I will bring an extra via of insulin over and above what is expected to be needed as you said, it could break or something.
But I will also bring a paper prescription for the insulin as another backup so that if we run out of insulin (for whatever reason - unlucky and drop and break 2 vials?) then we can go to a pharmacy with the paper prescription in hand and obtain more insulin.
We never had to do so but it gives me a good feeling of another backup that takes very little space. This is just travel among the states in the USA.
I always travel with at least 1 spare of everything beyond the quantities I expect to use for the expected maximum duration of my trip.
Frio coolers work good as evaporative coolers. Best cooling when exposed to free flowing air and best in low humidity environment. Notes from tests I performed outdoors, completely shaded under a tree:
2014 Frio Insulin Cooler for personal portable use. Daytime with humidity less than 45% results in 14 deg drop in temp (average 84 deg vs 98 deg). Nighttime with humidity greater than 75% results in 5.6 deg drop in temp (average 79.7 deg vs 85.3 deg).
I guess you’ve never entered the USA as a foreigner. As a Canadian, I’ve been asked twice by US Customs to show scripts for all my meds.
The u.s. is very strict. The only time s security guard ever threw away my supplies was at an immigration center. All US immigrants have to go be fingerprinted when they turn 14, and at the local center, people started lining up at midnight because they only let a certain number of families in. It’s not in a great part
of town, and staying out in the cold all night seemed inadvisable, so I got my pediatric endocrinologist to write me a note saying that I couldn’t wait in line for 8 hours because of the diabetes. When I got there, the security guard opened my bag, took all the syringes that were still in their packaging, and threw them straight in the garbage. He tried to throw the insulin. I started to tear up, and he started screaming at a scared 14 year old that I was a danger to America. Thank God, I was young and white with my mom ready to step in and tell him how impossible it is to get more insulin easily. I don’t know what would have happened if I was learning the language, or alone, or looked dangerous. I was blessed this happened less than 10 miles from home because if I was about to travel, I would have been in trouble.
You guessed right. I’m American,.
I was questioned at Heathrow and it would have been handy to have had the doctor’s RX. I was delayed about 20 minutes is all…so no biggie.
hehehe, I’m not gonna answer this one because sometimes I dont bring any supplies at all. Twice I have gotten on a plane with no insulin. My bad.
Its been my experience that its way harder on the Canadian side than the Mexican side (for getting across), but experiences may vary. I am US citizen. My mom says that when I was a baby, she forgot my birth certificate, when crossing back home the Mexican border. It was really, really bad. The Mexican police held her and wouldn’t let her back into the US and accused her of kidnapping. My mom’s not ‘good under pressure,’ I think it was pretty bad experience for every one involved because eventually they just released her. Shes annoying and I’m sure she was crying like a fool. A fool with a newborn.

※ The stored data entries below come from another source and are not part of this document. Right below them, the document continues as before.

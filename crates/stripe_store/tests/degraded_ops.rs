//! Degraded GET/UPDATE/DELETE against a cluster with a dead data server:
//! lock acquisition, reconstruction from survivors, and dedup of
//! concurrent reconstructions.

mod common;

use std::time::Duration;

use common::{wait_for, TestCluster};
use stripe_store::stripe_list::StripeList;

fn value_for(i: usize) -> Vec<u8> {
    format!("payload-{i:04}-0123456789abcdefghijklmnop").into_bytes()
}

/// The server index holding a key's data chunk in the test layout
/// (one stripe list, slot c on server c).
fn data_server_of(cluster: &TestCluster, key: &[u8]) -> (u32, u32) {
    let list = StripeList::new(
        cluster.cluster.num_lists,
        cluster.cluster.servers.len() as u32,
        cluster.cluster.coding.k,
        cluster.cluster.coding.m,
    )
    .unwrap();
    let (list_id, chunk_id) = list.locate(key);
    (list.server_at(list_id, chunk_id), chunk_id)
}

#[test]
fn degraded_get_update_delete_after_server_loss() {
    let mut cluster = TestCluster::start(2, 1, 256, 3, false);
    let rt = tokio::runtime::Runtime::new().unwrap();
    rt.block_on(async {
        let client = cluster.client().await;

        for i in 0..60 {
            let key = format!("deg-{i:04}").into_bytes();
            assert!(client.set(&key, &value_for(i)).await.unwrap());
        }
        // Let seals and metadata sync reach the parity peers and the
        // coordinator before the failure.
        tokio::time::sleep(Duration::from_secs(1)).await;

        // Kill the server holding key "deg-0000"'s data chunk.
        let probe = b"deg-0000".to_vec();
        let (victim, _) = data_server_of(&cluster, &probe);
        cluster.kill_server(victim as usize);
        client.mark_dead(victim);
        // Wait until the coordinator notices the death.
        tokio::time::sleep(Duration::from_secs(1)).await;

        // Every key on the dead server must still read correctly through
        // reconstruction; keys on the survivor read normally.
        for i in 0..60 {
            let key = format!("deg-{i:04}").into_bytes();
            let got = client.get(&key).await.unwrap();
            assert_eq!(
                got.as_deref(),
                Some(value_for(i).as_slice()),
                "key deg-{i:04} lost after server failure"
            );
        }

        // A missing key fails cleanly, not with a hang.
        assert_eq!(client.get(b"deg-none").await.unwrap(), None);

        // Degraded UPDATE mutates the reconstructed data and stays visible.
        let (victim_key, _) = (0..60)
            .map(|i| format!("deg-{i:04}").into_bytes())
            .map(|k| {
                let (s, _) = data_server_of(&cluster, &k);
                (k, s)
            })
            .find(|(_, s)| *s == victim)
            .expect("some key lives on the victim");
        assert!(client.update(&victim_key, 0, b"REWRITE").await.unwrap());
        let got = client.get(&victim_key).await.unwrap().expect("updated key readable");
        assert_eq!(&got[..7], b"REWRITE");

        // Degraded DELETE removes the key.
        assert!(client.delete(&victim_key).await.unwrap());
        wait_for("deleted key to vanish", Duration::from_secs(5), || {
            let client = client.clone();
            let key = victim_key.clone();
            async move { client.get(&key).await.unwrap().is_none() }
        })
        .await;
    });
}

#[test]
fn concurrent_degraded_gets_share_one_reconstruction() {
    let mut cluster = TestCluster::start(2, 1, 256, 3, false);
    let rt = tokio::runtime::Runtime::new().unwrap();
    rt.block_on(async {
        let client = cluster.client().await;

        for i in 0..30 {
            let key = format!("con-{i:04}").into_bytes();
            assert!(client.set(&key, &value_for(i)).await.unwrap());
        }
        tokio::time::sleep(Duration::from_secs(1)).await;

        let probe = b"con-0000".to_vec();
        let (victim, _) = data_server_of(&cluster, &probe);
        cluster.kill_server(victim as usize);
        client.mark_dead(victim);
        tokio::time::sleep(Duration::from_secs(1)).await;

        // Fire several reads for keys of the same dead server at once; all
        // must resolve (joiners ride the first fan-out round).
        let keys: Vec<Vec<u8>> = (0..30)
            .map(|i| format!("con-{i:04}").into_bytes())
            .filter(|k| data_server_of(&cluster, k).0 == victim)
            .collect();
        assert!(!keys.is_empty());

        let mut tasks = Vec::new();
        for key in &keys {
            for _ in 0..3 {
                let client = client.clone();
                let key = key.clone();
                tasks.push(tokio::spawn(async move { (key.clone(), client.get(&key).await) }));
            }
        }
        for task in tasks {
            let (key, result) = task.await.unwrap();
            let value = result.unwrap();
            assert!(value.is_some(), "concurrent degraded read lost {:?}", String::from_utf8_lossy(&key));
        }
    });
}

I usually take 2 extra vials of insulin, double the pump supplies and CGM supplies, plus more than enough of my migraine meds - plus a doctor’s note for all the medical stuff, in Danish (live in Denmark), English and the language of the country I’m travelling to if it isn’t English.

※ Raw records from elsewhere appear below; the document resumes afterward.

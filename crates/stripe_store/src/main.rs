//! Node binary: one executable, role picked by subcommand.

use std::net::SocketAddr;

use anyhow::Result;
use clap::{Parser, Subcommand};
use tracing_subscriber::EnvFilter;

use stripe_store::config::{ClusterConfig, CodingConfig, NodeTuning};
use stripe_store::proto::NodeRole;
use stripe_store::{coordinator, server};

#[derive(Parser)]
#[command(name = "stripe-store-node", about = "Erasure-coded distributed KV store node")]
struct Args {
    /// Coding scheme: raid0, raid1, raid5 or rs.
    #[arg(long, default_value = "rs")]
    scheme: stripe_coding::Scheme,

    /// Data chunks per stripe.
    #[arg(long, default_value_t = 4)]
    k: u32,

    /// Parity chunks per stripe.
    #[arg(long, default_value_t = 2)]
    m: u32,

    /// Chunk capacity in bytes.
    #[arg(long, default_value_t = 1 << 16)]
    chunk_size: usize,

    /// Number of stripe lists.
    #[arg(long, default_value_t = 8)]
    num_lists: u32,

    /// Comma-separated server table, index-ordered.
    #[arg(long, value_delimiter = ',', required = true)]
    servers: Vec<SocketAddr>,

    #[command(subcommand)]
    role: Role,
}

#[derive(Subcommand)]
enum Role {
    /// Run the coordinator.
    Coordinator {
        #[arg(long)]
        listen: SocketAddr,
    },
    /// Run a storage node. `listen` must be one of the table addresses.
    Server {
        #[arg(long)]
        listen: SocketAddr,
        #[arg(long)]
        coordinator: SocketAddr,
    },
    /// Run an idle backup node awaiting promotion.
    Backup {
        #[arg(long)]
        listen: SocketAddr,
        #[arg(long)]
        coordinator: SocketAddr,
    },
}

#[tokio::main]
async fn main() -> Result<()> {
    tracing_subscriber::fmt()
        .with_env_filter(EnvFilter::try_from_default_env().unwrap_or_else(|_| "info".into()))
        .init();

    let args = Args::parse();
    let cluster = ClusterConfig {
        coding: CodingConfig {
            scheme: args.scheme,
            k: args.k,
            m: args.m,
            chunk_size: args.chunk_size,
        },
        num_lists: args.num_lists,
        servers: args.servers,
    };
    let tuning = NodeTuning::default();

    match args.role {
        Role::Coordinator { listen } => coordinator::run(cluster, tuning, listen).await,
        Role::Server { listen, coordinator } => {
            server::run(cluster, tuning, listen, coordinator, NodeRole::Server).await
        }
        Role::Backup { listen, coordinator } => {
            server::run(cluster, tuning, listen, coordinator, NodeRole::Backup).await
        }
    }
}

I usually just keep my insulin in the packaging, as it’s just a small box with the medical insert - it’s nice and snug in there, and absorbs the shock if I drop it. I’ve never broken a vial in the 14 years I’ve had diabetes.
IIRC, I’ve broken just one, and that was around the 20-25 year mark. I was dx’d in '78.

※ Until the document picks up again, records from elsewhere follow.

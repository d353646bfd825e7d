//! Coordinator node: registration and instance-id assignment, the
//! per-server metadata mirrors, degraded lock arbitration, lock release,
//! and the full-node recovery orchestrator.

use std::collections::{HashMap, HashSet};
use std::net::SocketAddr;
use std::sync::atomic::{AtomicU16, AtomicU32, Ordering};
use std::sync::{Arc, Mutex};
use std::time::Instant;

use anyhow::{Context, Result};
use futures_util::future::BoxFuture;
use tokio::net::TcpListener;
use tokio::sync::Notify;

use crate::config::{ClusterConfig, NodeTuning};
use crate::lock_table::{Acquire, LockTable, RemappingRecordMap};
use crate::metadata::{ChunkPos, RedirectSet, RemapPair};
use crate::pending::PendingId;
use crate::proto::{Body, Frame, LockOutcome, NodeRole, BATCH_LIMIT};
use crate::stripe_list::StripeList;
use crate::transport::{self, PeerId, Transport};

/// Liveness and routing for one slot of the server table.
struct ServerEntry {
    addr: SocketAddr,
    peer: Option<PeerId>,
    instance_id: u16,
    alive: bool,
}

/// The coordinator's mirror of one server's metadata, fed by SyncMetadata.
pub struct ServerMeta {
    pub sealed: Mutex<HashSet<ChunkPos>>,
    pub keys: Mutex<HashMap<Vec<u8>, ChunkPos>>,
    pub locks: LockTable,
}

impl ServerMeta {
    fn new() -> Self {
        Self {
            sealed: Mutex::new(HashSet::new()),
            keys: Mutex::new(HashMap::new()),
            locks: LockTable::new(),
        }
    }
}

/// An idle backup node waiting for promotion.
struct BackupEntry {
    peer: PeerId,
    addr: SocketAddr,
}

/// Counters for the active recovery.
struct RecoveryProgress {
    failed_index: u32,
    remaining_chunks: u32,
    remaining_keys: u32,
    total_chunks: u32,
    total_keys: u32,
    started: Instant,
}

/// Waits keyed by request id: announcement acks and release batches.
struct CountedWait {
    remaining: u32,
    notify: Arc<Notify>,
}

pub struct CoordinatorState {
    pub cluster: ClusterConfig,
    pub tuning: NodeTuning,
    pub stripe_list: StripeList,
    pub transport: Arc<Transport>,
    pub remap: RemappingRecordMap,
    metas: Vec<ServerMeta>,
    servers: Mutex<Vec<ServerEntry>>,
    backups: Mutex<Vec<BackupEntry>>,
    peer_index: Mutex<HashMap<PeerId, u32>>,
    next_instance: AtomicU16,
    next_request: AtomicU32,
    announce_waits: Mutex<HashMap<u32, CountedWait>>,
    release_waits: Mutex<HashMap<u32, CountedWait>>,
    recovery: Mutex<Option<RecoveryProgress>>,
    recovery_queue: Mutex<Vec<u32>>,
}

impl CoordinatorState {
    pub fn new(
        cluster: ClusterConfig,
        tuning: NodeTuning,
        transport: Arc<Transport>,
    ) -> Result<Arc<Self>> {
        let stripe_list = StripeList::new(
            cluster.num_lists,
            cluster.servers.len() as u32,
            cluster.coding.k,
            cluster.coding.m,
        )?;
        let servers = cluster
            .servers
            .iter()
            .map(|addr| ServerEntry { addr: *addr, peer: None, instance_id: 0, alive: false })
            .collect();
        let metas = (0..cluster.servers.len()).map(|_| ServerMeta::new()).collect();
        Ok(Arc::new(Self {
            tuning,
            stripe_list,
            transport,
            remap: RemappingRecordMap::new(),
            metas,
            servers: Mutex::new(servers),
            backups: Mutex::new(Vec::new()),
            peer_index: Mutex::new(HashMap::new()),
            next_instance: AtomicU16::new(1),
            next_request: AtomicU32::new(1),
            announce_waits: Mutex::new(HashMap::new()),
            release_waits: Mutex::new(HashMap::new()),
            recovery: Mutex::new(None),
            recovery_queue: Mutex::new(Vec::new()),
            cluster,
        }))
    }

    fn next_rid(&self) -> u32 {
        self.next_request.fetch_add(1, Ordering::Relaxed)
    }

    pub fn meta(&self, index: u32) -> &ServerMeta {
        &self.metas[index as usize]
    }

    fn server_peer(&self, index: u32) -> Option<PeerId> {
        self.servers.lock().expect("servers poisoned").get(index as usize).and_then(|e| e.peer)
    }

    fn is_alive(&self, index: u32) -> bool {
        self.servers
            .lock()
            .expect("servers poisoned")
            .get(index as usize)
            .map(|e| e.alive && e.peer.is_some())
            .unwrap_or(false)
    }

    async fn reply(&self, to: PendingId, body: Body) {
        self.transport.send(to.peer, Frame::new(to.instance_id, to.request_id, body)).await;
    }

    /// Chunk ids of a list whose servers are currently reachable.
    fn surviving_chunk_ids(&self, list_id: u32) -> Vec<u32> {
        (0..self.stripe_list.chunk_count())
            .filter(|c| self.is_alive(self.stripe_list.server_at(list_id, *c)))
            .collect()
    }
}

Traveling to pretty remote places in Asia for up to 6 weeks at a time on a regular basis, learned early on to “stretch” supplies. Using a computerized pen and taking 7-10 shots a day, in a small airport in South China they told me no way I was bringing a partially used box of 100 BD needles on board and they confiscated all but a small handful. From that day I realized that a needle could be used, not only once but up to 35-40 times or more if treated with care. The biggest trick was to use the same needle for basal and bolus. For some odd reason basal insulin (lantus/levemir) tend to plug up the needle after 4-5 injections, If you flush out the basal insulin with a few units of bolus (In my case Humalog) the same needle can be used for weeks as long as it does not get bent and is injected directly into skin rather than through clothing. Also stopped using alcohol wipes for finger sticks and pre-injections, just use when inserting new Dexcom sensor.